"Omg babbbbbes I miss you! Let’s get dinner soon?" Hands up if anyone else gets that text at least once a week from various friends who they almost certainly aren’t going to get dinner with any time soon.
Yep, breadcrumbing, once limited to online dating, has insidiously worked its way into our friendships too.
"Breadcrumbing", for those lucky enough not to have come across 2017’s most grotesque buzzword yet, is the act of dropping enticing little digital "breadcrumbs" (read: texts, WhatsApps or comments on social media posts) in order to make sure that the breadcrumber remains on the radar of the breadcrumbee. It’s rude, a product of low self-esteem and, guess what, we all do it.
"I am a total breadcrumber with two girls," says Ally*, 28. "I do genuinely want to see them more but it’s tricky when I can’t even see my closest mates as often as I’d like. When I meet my close friends it doesn’t matter if I’m grumpy, tired or look like crap, but with non-proximity friends it needs an energetic version of me that just doesn't exist on the Monday night that we’ve booked plans."
Jodie Cook, a consultant from JC Social Media Marketing agrees with this and tells me that, thanks to social media and all the different WhatsApp groups you’re almost certainly participating in, it’s just not possible to keep up with every single person you’re connected to. "Some friendships fizzle out, while some stay strong, which is completely natural," she says. Now though, thanks to social media, we’re reminded that they’re fizzling out. "Those individuals pop up on your newsfeed, or Timehop reminds you of a holiday you took together – memories that would, pre-social media, have been forgotten, are brought up constantly. That friend might not be in your life anymore but the reminder… along with the perceived pressure to keep in touch, will still be there."
So sure, social media might have widened our social circles to unmanageable levels and means that we can’t always make time for others, but why do we feel the need to keep up the pretence that we will meet up with these people?

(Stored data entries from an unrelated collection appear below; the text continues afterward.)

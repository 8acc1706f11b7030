/*
 * This file is part of mailnote
 *
 * Copyright 2020 - Manos Pitsidianakis
 *
 * This program is free software: you can redistribute it and/or modify
 * it under the terms of the GNU Affero General Public License as
 * published by the Free Software Foundation, either version 3 of the
 * License, or (at your option) any later version.
 *
 * This program is distributed in the hope that it will be useful,
 * but WITHOUT ANY WARRANTY; without even the implied warranty of
 * MERCHANTABILITY or FITNESS FOR A PARTICULAR PURPOSE. See the
 * GNU Affero General Public License for more details.
 *
 * You should have received a copy of the GNU Affero General Public License
 * along with this program. If not, see <https://www.gnu.org/licenses/>.
 */

extern crate stderrlog;

pub mod args;
pub mod commands;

Why do we need to remind them that we still exist with invitations we have no intention of following through on?
A few years back, comedian Aziz Ansari and Freakonomics did an episode about online dating and they found that those who were the most successful at getting messages back and, subsequently, IRL dates, were those who were the most specific when it came to suggesting days and times for potential meet-ups. With this in mind, I decided to try a little experiment and started responding to potential breadcrumb texts with this: "Sure, how’s next Thursday, 7pm, at such-and-such pub?"

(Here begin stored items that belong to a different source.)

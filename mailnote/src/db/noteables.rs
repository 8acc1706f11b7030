/*
 * This file is part of mailnote
 *
 * Copyright 2020 - Manos Pitsidianakis
 *
 * This program is free software: you can redistribute it and/or modify
 * it under the terms of the GNU Affero General Public License as
 * published by the Free Software Foundation, either version 3 of the
 * License, or (at your option) any later version.
 *
 * This program is distributed in the hope that it will be useful,
 * but WITHOUT ANY WARRANTY; without even the implied warranty of
 * MERCHANTABILITY or FITNESS FOR A PARTICULAR PURPOSE. See the
 * GNU Affero General Public License for more details.
 *
 * You should have received a copy of the GNU Affero General Public License
 * along with this program. If not, see <https://www.gnu.org/licenses/>.
 */

use log::trace;
use rusqlite::OptionalExtension;

use super::*;

fn issue_from_row(row: &rusqlite::Row<'_>) -> rusqlite::Result<DbVal<Issue>> {
    let pk = row.get("pk")?;
    Ok(DbVal(
        Issue {
            pk,
            project: row.get("project")?,
            title: row.get("title")?,
            discussion_locked: row.get("discussion_locked")?,
        },
        pk,
    ))
}

fn merge_request_from_row(row: &rusqlite::Row<'_>) -> rusqlite::Result<DbVal<MergeRequest>> {
    let pk = row.get("pk")?;
    Ok(DbVal(
        MergeRequest {
            pk,
            project: row.get("project")?,
            title: row.get("title")?,
            source_branch: row.get("source_branch")?,
            target_branch: row.get("target_branch")?,
            discussion_locked: row.get("discussion_locked")?,
        },
        pk,
    ))
}

fn commit_from_row(row: &rusqlite::Row<'_>) -> rusqlite::Result<DbVal<Commit>> {
    Ok(DbVal(
        Commit {
            project: row.get("project")?,
            sha: row.get("sha")?,
            title: row.get("title")?,
        },
        row.get("pk")?,
    ))
}

impl Connection {
    /// Create an issue in `project`.
    pub fn create_issue(&self, project: i64, title: &str) -> Result<DbVal<Issue>> {
        let mut stmt = self
            .connection
            .prepare("INSERT INTO issue(project, title) VALUES(?, ?) RETURNING *;")?;
        let ret = stmt.query_row(rusqlite::params![project, title], issue_from_row)?;

        trace!("create_issue {:?}.", &ret);
        Ok(ret)
    }

    /// Create a merge request in `project`.
    pub fn create_merge_request(
        &self,
        project: i64,
        title: &str,
        source_branch: &str,
        target_branch: &str,
    ) -> Result<DbVal<MergeRequest>> {
        let mut stmt = self.connection.prepare(
            "INSERT INTO merge_request(project, title, source_branch, target_branch) VALUES(?, \
             ?, ?, ?) RETURNING *;",
        )?;
        let ret = stmt.query_row(
            rusqlite::params![project, title, source_branch, target_branch],
            merge_request_from_row,
        )?;

        trace!("create_merge_request {:?}.", &ret);
        Ok(ret)
    }

    /// Record a commit of `project`.
    pub fn create_commit(&self, project: i64, sha: &str, title: &str) -> Result<DbVal<Commit>> {
        let mut stmt = self.connection.prepare(
            "INSERT INTO project_commit(project, sha, title) VALUES(?, ?, ?) RETURNING *;",
        )?;
        let ret = stmt.query_row(rusqlite::params![project, sha, title], commit_from_row)?;

        trace!("create_commit {:?}.", &ret);
        Ok(ret)
    }

    /// Fetch an issue by primary key.
    pub fn issue(&self, pk: i64) -> Result<Option<DbVal<Issue>>> {
        let mut stmt = self
            .connection
            .prepare("SELECT * FROM issue WHERE pk = ?;")?;
        let ret = stmt.query_row([&pk], issue_from_row).optional()?;
        Ok(ret)
    }

    /// Fetch a merge request by primary key.
    pub fn merge_request(&self, pk: i64) -> Result<Option<DbVal<MergeRequest>>> {
        let mut stmt = self
            .connection
            .prepare("SELECT * FROM merge_request WHERE pk = ?;")?;
        let ret = stmt.query_row([&pk], merge_request_from_row).optional()?;
        Ok(ret)
    }

    /// Fetch a commit of `project` by SHA.
    pub fn commit(&self, project: i64, sha: &str) -> Result<Option<DbVal<Commit>>> {
        let mut stmt = self
            .connection
            .prepare("SELECT * FROM project_commit WHERE project = ? AND sha = ?;")?;
        let ret = stmt
            .query_row(rusqlite::params![project, sha], commit_from_row)
            .optional()?;
        Ok(ret)
    }

    /// Fetch the discussion target `noteable` refers to.
    pub fn noteable_by_ref(&self, noteable: &NoteableRef) -> Result<Option<Noteable>> {
        Ok(match noteable {
            NoteableRef::Issue { pk } => self.issue(*pk)?.map(|v| Noteable::Issue(v.into_inner())),
            NoteableRef::MergeRequest { pk } => self
                .merge_request(*pk)?
                .map(|v| Noteable::MergeRequest(v.into_inner())),
            NoteableRef::Commit { project, sha } => self
                .commit(*project, sha)?
                .map(|v| Noteable::Commit(v.into_inner())),
        })
    }

    /// Lock or unlock the discussion of an issue or merge request.
    pub fn lock_discussion(&self, noteable: &NoteableRef, locked: bool) -> Result<()> {
        let (table, pk) = match noteable {
            NoteableRef::Issue { pk } => ("issue", *pk),
            NoteableRef::MergeRequest { pk } => ("merge_request", *pk),
            NoteableRef::Commit { .. } => {
                return Err(Error::new_external("Commit discussions cannot be locked."));
            }
        };
        let changed = self.connection.execute(
            &format!("UPDATE {table} SET discussion_locked = ? WHERE pk = ?;"),
            rusqlite::params![locked, pk],
        )?;
        if changed == 0 {
            return Err(Error::NotFound("discussion"));
        }
        trace!("lock_discussion {noteable} locked = {locked}.");
        Ok(())
    }
}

Guess what? For the most part, it was radio silence. And I promise – I promise I’m not awful – well, maybe I am, because what I realised is how often I’ve done exactly the same thing to other people.
Dr Max Blumberg, a psychology researcher at Goldsmiths, University of London, is sceptical. "It’s low self-esteem," he explains. "It’s 'I need my self-esteem stroked by people wanting to follow up and see me.'" The problem, he says, is that all this back and forth and false promises means someone’s going to end up hurt. "The one with the lower self-esteem is going to feel worse if the other person doesn’t come back to them because they need those 'strokes'’ from the other person to convince them that they are worthwhile."
Because this is 2017, and everything relates back to social media, I’ve got a theory about how our digital presences have changed the way we interact with our friends when we’re not with them in real life. Social media has given each of us a platform – a series of online soapboxes from which to 'promote' ourselves and our 'personal brand'. Perhaps, rather than 'people', we’re encouraged to see ourselves online as 'brands' while we have begun to see our extended friends less as 'friends' and more as networking opportunities. Hence the need to remind those people that we’re there, we’re doing stuff, we’re relevant.
Jodie agrees. "What if we, as social media addicts, see all our extended friendships and networks as routes to win likes?" she asks. "After all, if only our closest five friends liked every one of our Instagram posts it wouldn’t exactly go viral. We feel we need to keep stoking the fire, we need to keep breadcrumbing, offering false offers of friendships to secure a selfish goal."
Everyone okay after that bombshell?
So what do you do to fix this? Well, to be honest, I think we all know: it’s a bit less social media and a bit more IRL time with those who are near and dear to us. "Withdraw from posting and sharing information to everyone, and save it for when you see your friends and family face to face instead," says Jodie.
Max offers the same advice: "Start finding supplements to social media. Note I didn’t say 'alternatives'," he laughs, knowing that withdrawing altogether isn’t really an option for most of us. He recommends reaching out to people through sites like Meetup.com to find potential new friends with similar interests.
Most importantly, bring it back to yourself. The likelihood is, if you’re being breadcrumbed by someone, you would also breadcrumb them back. Ask yourself, do you actually have time to see these people? Or is it just going to be an added stress in your life?
Deep down, truly honestly, if you value your nights in with Netflix, the answer is probably "no". Don’t be offended by breadcrumbing; instead, see it as a positive – in a world where we’re asked to be in constant contact with everyone, someone has deemed you important enough to reach out and say "hey".